= Monroe Subdivision =

Railway line in North Carolina and South Carolina

The Monroe Subdivision is a railroad line owned by CSX Transportation in the U.S. states of North Carolina and South Carolina. The line runs from Pee Dee, North Carolina to Abbeville, South Carolina, for a total of 177 miles. The full line is dispatched by Centralized traffic control.

==Route Description==
The Monroe Subdivision beings at the Hamlet Terminal Subdivision in Pee Dee, North Carolina (just west of Hamlet, North Carolina). From Pee Dee, it runs west largely paralleling U.S. Route 74 though Wadesboro to Monroe. At Monroe, the line splits with the Charlotte Subdivision continuing northwest, while the Monroe Subdivision continues southwest and crosses into South Carolina. In South Carolina, it passes through Catawba, Chester, and Clinton before coming to an end at Abbeville Yard in Abbeville, South Carolina, where it continues as the Abbeville Subdivision.

==History==
The Monroe Subdivision from Pee Dee to Monroe was built in 1874 by the Carolina Central Railroad, the successor to the Wilmington, Charlotte and Rutherford Railroad. The line from Monroe to Abbeville was built from 1887 to 1892 by the Georgia, Carolina and Northern Railway.

By 1901, both the Carolina Central Railway and the Georgia, Carolina and Northern Railway became part of the Seaboard Air Line Railroad. The Seaboard Air Line designated the line as the Monroe Subdivision from Hamlet to Monroe and on to Rutherfordton, North Carolina. Track from Monroe to Abbeville was part of the Seaboard's Abbeville Subdivision. Seaboard's passenger trains historically ran the line on their way from the Northeast to Atlanta which included the Silver Comet, The Cherry Blossoms, and The Capitol.

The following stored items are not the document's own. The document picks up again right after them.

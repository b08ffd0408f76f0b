//! Command implementations for the taxui CLI

pub mod inspect;
pub mod simulate;
pub mod years;

pub use inspect::{run_inspect, InspectArgs};
pub use simulate::{run_simulate, SimulateArgs};
pub use years::{run_years, YearsArgs};
//! Smoke tests to verify command wiring and the fixture simulation path

use assert_cmd::Command;
use predicates::prelude::*;

fn taxui() -> Command {
    let mut cmd = Command::cargo_bin("taxui").unwrap();
    cmd.env("TAXUI_QUIET", "1");
    cmd
}

// === Help wiring ===

#[test]
fn test_top_level_help_lists_commands() {
    taxui()
        .arg("--help")
        .assert()
        .success()
        .stdout(predicate::str::contains("inspect"))
        .stdout(predicate::str::contains("simulate"))
        .stdout(predicate::str::contains("years"));
}

#[test]
fn test_simulate_help() {
    taxui()
        .args(["simulate", "--help"])
        .assert()
        .success()
        .stdout(predicate::str::contains("Event script"))
        .stdout(predicate::str::contains("Year fixtures"));
}

#[test]
fn test_years_help() {
    taxui()
        .args(["years", "--help"])
        .assert()
        .success()
        .stdout(predicate::str::contains("Form flavor"))
        .stdout(predicate::str::contains("Association id"));
}

// === Fixture runs ===

#[test]
fn test_inspect_reports_active_enhancers() {
    taxui()
        .args(["inspect", "tests/fixtures/extension_page.json"])
        .assert()
        .success()
        .stdout(predicate::str::contains("search-select"))
        .stdout(predicate::str::contains("year-loader/extension"))
        .stdout(predicate::str::contains("currency-fields"));
}

#[test]
fn test_inspect_empty_page() {
    let dir = tempfile::tempdir().unwrap();
    let path = dir.path().join("empty.json");
    std::fs::write(&path, r#"{"elements": []}"#).unwrap();

    taxui()
        .args(["inspect"])
        .arg(&path)
        .assert()
        .success()
        .stdout(predicate::str::contains("no enhancers activate"));
}

#[test]
fn test_simulate_extension_flow_navigates() {
    taxui()
        .args([
            "simulate",
            "tests/fixtures/extension_page.json",
            "--script",
            "tests/fixtures/events.json",
            "--years-fixture",
            "tests/fixtures/years.json",
        ])
        .assert()
        .success()
        // the start click navigated with both values filled in
        .stdout(predicate::str::contains(
            "/extension-form/?association_id=2&tax_year=2023",
        ))
        // the dollar input was seeded and formatted at load
        .stdout(predicate::str::contains("$1,000.00"))
        // balance due recomputed after the payments keystroke
        .stdout(predicate::str::contains("600.00"));
}

#[test]
fn test_simulate_without_script_still_prints_snapshot() {
    taxui()
        .args(["simulate", "tests/fixtures/extension_page.json"])
        .assert()
        .success()
        .stdout(predicate::str::contains("\"location\""));
}

#[test]
fn test_missing_snapshot_fails_with_path() {
    taxui()
        .args(["inspect", "does/not/exist.json"])
        .assert()
        .failure()
        .stderr(predicate::str::contains("does/not/exist.json"));
}
//! Page enhancers for the association tax-filing app.
//!
//! Each enhancer reproduces one of the behaviors the app layers over its
//! server-rendered pages: searchable association pickers, the sortable
//! dashboard table, backend-fed tax-year selects, dollar-input formatting,
//! the drag-and-drop upload zone, filing-status filters, visibility
//! toggles, inline management-company creation, PDF cache busting, and the
//! engagement-letter row spotlight. Enhancers are independent: each one
//! activates only when its collaborator elements are present on the page
//! and stays dormant otherwise.

use std::sync::Arc;

pub mod cache_buster;
pub mod company_modal;
pub mod currency_fields;
pub mod engine;
pub mod enhanced_search;
pub mod enhancer;
pub mod filing_filter;
pub mod gateway;
pub mod search_select;
pub mod spotlight;
pub mod start_nav;
pub mod table_sort;
pub mod toggles;
pub mod upload_zone;
pub mod year_loader;

pub use cache_buster::PdfCacheBuster;
pub use company_modal::CompanyModal;
pub use currency_fields::CurrencyFields;
pub use engine::Engine;
pub use enhanced_search::EnhancedSearchSelect;
pub use enhancer::{Effect, Enhancer, FormFlavor, Settled};
pub use filing_filter::FilingStatusFilter;
pub use gateway::{CompanyGateway, CompanyOutcome, StaticCompanies, StaticYears, YearSource};
pub use search_select::SearchSelect;
pub use spotlight::RowSpotlight;
pub use start_nav::StartNavigation;
pub use table_sort::TableSort;
pub use toggles::VisibilityToggles;
pub use upload_zone::UploadZone;
pub use year_loader::YearLoader;

use taxui_core::prefs::PreferenceStore;

/// An engine with the full enhancer set registered, in the order the page
/// scripts have always loaded.
pub fn standard_engine(
    years: Arc<dyn YearSource>,
    companies: Arc<dyn CompanyGateway>,
    prefs: Box<dyn PreferenceStore + Send>,
    now_ms: i64,
) -> Engine {
    let mut engine = Engine::new(years, companies);
    engine.register(Box::new(SearchSelect::new()));
    engine.register(Box::new(EnhancedSearchSelect::new()));
    engine.register(Box::new(TableSort::new()));
    engine.register(Box::new(YearLoader::new(FormFlavor::Extension)));
    engine.register(Box::new(YearLoader::new(FormFlavor::Form1120h)));
    engine.register(Box::new(StartNavigation::new()));
    engine.register(Box::new(CurrencyFields::new()));
    engine.register(Box::new(UploadZone::new()));
    engine.register(Box::new(FilingStatusFilter::new(prefs)));
    engine.register(Box::new(VisibilityToggles::new()));
    engine.register(Box::new(CompanyModal::new()));
    engine.register(Box::new(PdfCacheBuster::new(now_ms)));
    engine.register(Box::new(RowSpotlight::new()));
    engine
}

In 1967, the Seaboard Air Line merged with its rival, the Atlantic Coast Line Railroad (ACL). The merged company was named the Seaboard Coast Line Railroad (SCL). Seaboard Coast Line continued operating the line as the Monroe Subdivision and Abbeville Subdivision.

In 1980, the Seaboard Coast Line's parent company merged with the Chessie System, creating the CSX Corporation. The CSX Corporation initially operated the Chessie and Seaboard Systems separately until 1986, when they were merged into CSX Transportation. CSX extended the Monroe Subdivision name from Monroe to Abbeville as it is today and truncated the Abbeville Subdivision to Abbeville. The former Monroe Subdivision west of Monroe towards Charlotte, North Carolina is now the Charlotte Subdivision.